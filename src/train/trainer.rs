use anyhow::{Context, Result};
use ndarray::{Array2, Array4};
use rand::rngs::StdRng;
use rand::seq::SliceRandom;
use rand::SeedableRng;
use rayon::prelude::*;
use std::path::{Path, PathBuf};
use std::time::Instant;
use tracing::{debug, info, warn};

use super::augment::{eval_transform, train_transform};
use super::backbone::{infer_feature_dim, FeatureExtractor};
use super::config::TrainConfig;
use super::dataset::{class_weights, scan_dataset, split_dataset, Sample};
use super::head::{Checkpoint, ClassifierHead};
use super::loss::{argmax_rows, weighted_cross_entropy};
use super::optim::{Adam, EarlyStopping, ReduceLrOnPlateau, StopSignal};

#[derive(Debug, Clone)]
pub struct TrainReport {
    pub classes: usize,
    pub train_images: usize,
    pub val_images: usize,
    pub test_images: usize,
    pub epochs_run: usize,
    pub early_stopped: bool,
    pub best_val_loss: f32,
    pub test_accuracy: f32,
    pub checkpoint: PathBuf,
}

/// Backbone features for a set of images, one row per image that decoded.
struct FeatureBatch {
    features: Array2<f32>,
    labels: Vec<usize>,
}

fn load_tensor(path: &Path, size: u32, augment_seed: Option<u64>) -> Option<Vec<f32>> {
    let img = match image::open(path) {
        Ok(i) => i,
        Err(e) => {
            warn!("skipping unreadable image {:?}: {}", path, e);
            return None;
        }
    };
    Some(match augment_seed {
        Some(seed) => train_transform(&img, size, &mut StdRng::seed_from_u64(seed)),
        None => eval_transform(&img, size),
    })
}

/// Per-sample augmentation seed, stable across runs for a given epoch.
fn sample_seed(base: u64, epoch: usize, idx: usize) -> u64 {
    base ^ ((epoch as u64) << 32) ^ idx as u64
}

fn extract_batch(
    extractor: &dyn FeatureExtractor,
    samples: &[Sample],
    indices: &[usize],
    cfg: &TrainConfig,
    augment_epoch: Option<usize>,
) -> Result<Option<FeatureBatch>> {
    let size = cfg.img_size;
    let loaded: Vec<(Vec<f32>, usize)> = indices
        .par_iter()
        .filter_map(|&i| {
            let sample = &samples[i];
            let seed = augment_epoch.map(|e| sample_seed(cfg.seed, e, i));
            load_tensor(&sample.path, size, seed).map(|t| (t, sample.label))
        })
        .collect();
    if loaded.is_empty() {
        return Ok(None);
    }

    let s = size as usize;
    let n = loaded.len();
    let mut data = Vec::with_capacity(n * 3 * s * s);
    let mut labels = Vec::with_capacity(n);
    for (tensor, label) in loaded {
        data.extend_from_slice(&tensor);
        labels.push(label);
    }
    let input = Array4::from_shape_vec((n, 3, s, s), data).context("assembling image batch")?;
    let features = extractor.extract(&input)?;
    if features.nrows() != n {
        anyhow::bail!("extractor returned {} rows for {} images", features.nrows(), n);
    }
    Ok(Some(FeatureBatch { features, labels }))
}

/// Eval-transform features for a whole split, computed once and reused
/// every epoch since the backbone is frozen.
fn cache_features(
    extractor: &dyn FeatureExtractor,
    samples: &[Sample],
    cfg: &TrainConfig,
    split: &str,
) -> Result<Vec<FeatureBatch>> {
    let started = Instant::now();
    let all: Vec<usize> = (0..samples.len()).collect();
    let mut batches = Vec::new();
    for chunk in all.chunks(cfg.batch_size) {
        if let Some(b) = extract_batch(extractor, samples, chunk, cfg, None)? {
            batches.push(b);
        }
    }
    let images: usize = batches.iter().map(|b| b.labels.len()).sum();
    info!("cached {} features for {} images in {:.1?}", split, images, started.elapsed());
    Ok(batches)
}

/// Mean of per-batch losses weighted by batch size, plus accuracy in percent.
fn evaluate(head: &ClassifierHead, batches: &[FeatureBatch], weights: &[f32]) -> (f32, f32) {
    let mut loss_sum = 0f32;
    let mut correct = 0usize;
    let mut total = 0usize;
    for b in batches {
        let logits = head.logits(b.features.view());
        let (loss, _) = weighted_cross_entropy(logits.view(), &b.labels, weights);
        loss_sum += loss * b.labels.len() as f32;
        correct += argmax_rows(logits.view())
            .iter()
            .zip(&b.labels)
            .filter(|(p, y)| p == y)
            .count();
        total += b.labels.len();
    }
    if total == 0 {
        return (f32::INFINITY, 0.0);
    }
    (loss_sum / total as f32, 100.0 * correct as f32 / total as f32)
}

fn accuracy(ckpt: &Checkpoint, batches: &[FeatureBatch]) -> f32 {
    let mut correct = 0usize;
    let mut total = 0usize;
    for b in batches {
        let preds = ckpt.head.predict(b.features.view());
        correct += preds.iter().zip(&b.labels).filter(|(p, y)| p == y).count();
        total += b.labels.len();
    }
    if total == 0 {
        0.0
    } else {
        100.0 * correct as f32 / total as f32
    }
}

pub fn run(cfg: &TrainConfig, extractor: &dyn FeatureExtractor) -> Result<TrainReport> {
    let dataset = scan_dataset(&cfg.data_dir, cfg.min_images_per_class)?;
    if dataset.encoder.len() < 2 {
        anyhow::bail!(
            "need at least 2 classes with >= {} images, found {}",
            cfg.min_images_per_class,
            dataset.encoder.len()
        );
    }
    std::fs::create_dir_all(&cfg.out_dir).with_context(|| format!("Failed to create {:?}", cfg.out_dir))?;
    dataset.encoder.save(&cfg.labels_path())?;
    info!("saved {} labels to {:?}", dataset.encoder.len(), cfg.labels_path());

    let weights = class_weights(&dataset.class_counts);
    let splits = split_dataset(dataset.samples, cfg.test_fraction, cfg.val_fraction, cfg.seed);
    if splits.train.is_empty() || splits.val.is_empty() || splits.test.is_empty() {
        anyhow::bail!(
            "not enough images to split (train {}, val {}, test {})",
            splits.train.len(),
            splits.val.len(),
            splits.test.len()
        );
    }
    info!("split: train {}, val {}, test {}", splits.train.len(), splits.val.len(), splits.test.len());

    let feature_dim = infer_feature_dim(extractor, cfg.img_size)?;
    info!("backbone feature dim {}", feature_dim);

    let val_batches = cache_features(extractor, &splits.val, cfg, "val")?;
    let test_batches = cache_features(extractor, &splits.test, cfg, "test")?;
    // Without augmentation the train features never change either.
    let train_cache = if cfg.augment {
        None
    } else {
        Some(cache_features(extractor, &splits.train, cfg, "train")?)
    };

    let mut rng = StdRng::seed_from_u64(cfg.seed);
    let mut head = ClassifierHead::new(feature_dim, cfg.hidden, dataset.encoder.len(), &mut rng);
    let mut opt = Adam::new(cfg.lr);
    let mut scheduler = ReduceLrOnPlateau::new(cfg.lr_factor, cfg.lr_patience);
    let mut stopper = EarlyStopping::new(cfg.patience);
    let checkpoint_path = cfg.checkpoint_path();

    let mut order: Vec<usize> = (0..splits.train.len()).collect();
    let mut epochs_run = 0;
    let mut early_stopped = false;
    for epoch in 0..cfg.epochs {
        let started = Instant::now();
        let mut loss_sum = 0f32;
        let mut seen = 0usize;

        let mut step = |batch: &FeatureBatch, head: &mut ClassifierHead| {
            let (logits, cache) = head.forward(batch.features.view());
            let (loss, dlogits) = weighted_cross_entropy(logits.view(), &batch.labels, &weights);
            let grads = head.backward(&cache, dlogits.view());
            opt.step(head.params_mut(), &grads.into_dyn());
            loss_sum += loss * batch.labels.len() as f32;
            seen += batch.labels.len();
        };

        match &train_cache {
            Some(batches) => {
                let mut batch_order: Vec<usize> = (0..batches.len()).collect();
                batch_order.shuffle(&mut rng);
                for bi in batch_order {
                    step(&batches[bi], &mut head);
                }
            }
            None => {
                order.shuffle(&mut rng);
                for chunk in order.chunks(cfg.batch_size) {
                    if let Some(batch) = extract_batch(extractor, &splits.train, chunk, cfg, Some(epoch))? {
                        step(&batch, &mut head);
                    }
                }
            }
        }
        epochs_run = epoch + 1;

        let train_loss = if seen > 0 { loss_sum / seen as f32 } else { f32::NAN };
        let (val_loss, val_acc) = evaluate(&head, &val_batches, &weights);
        info!(
            "Epoch {}/{}, Train Loss: {:.4}, Val Loss: {:.4}, Val Acc: {:.2}%",
            epoch + 1,
            cfg.epochs,
            train_loss,
            val_loss,
            val_acc
        );
        debug!("epoch {} took {:.1?}, lr {:e}", epoch + 1, started.elapsed(), opt.lr);

        if let Some(lr) = scheduler.step(val_loss, &mut opt) {
            info!("reducing learning rate to {:e}", lr);
        }
        match stopper.update(val_loss) {
            StopSignal::Improved => {
                let ckpt = Checkpoint {
                    classes: dataset.encoder.classes.clone(),
                    img_size: cfg.img_size,
                    feature_dim,
                    head: head.clone(),
                };
                ckpt.save(&checkpoint_path)?;
                debug!("saved checkpoint to {:?}", checkpoint_path);
            }
            StopSignal::Wait(n) => debug!("no improvement for {} epoch(s)", n),
            StopSignal::Stop => {
                info!("Early stopping triggered.");
                early_stopped = true;
                break;
            }
        }
    }

    let best = Checkpoint::load(&checkpoint_path)
        .with_context(|| format!("no checkpoint written to {:?}", checkpoint_path))?;
    let test_accuracy = accuracy(&best, &test_batches);
    info!("Model test accuracy: {:.2}%", test_accuracy);

    Ok(TrainReport {
        classes: dataset.encoder.len(),
        train_images: splits.train.len(),
        val_images: splits.val.len(),
        test_images: test_batches.iter().map(|b| b.labels.len()).sum(),
        epochs_run,
        early_stopped,
        best_val_loss: stopper.best(),
        test_accuracy,
        checkpoint: checkpoint_path,
    })
}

◇ ◇ ◇ ◇

Problem requirements
Your answer should consist of each line of the data above in which the word "saved" occurs.

Exercise answer
    info!("saved {} labels to {:?}", dataset.encoder.len(), cfg.labels_path());
                debug!("saved checkpoint to {:?}", checkpoint_path);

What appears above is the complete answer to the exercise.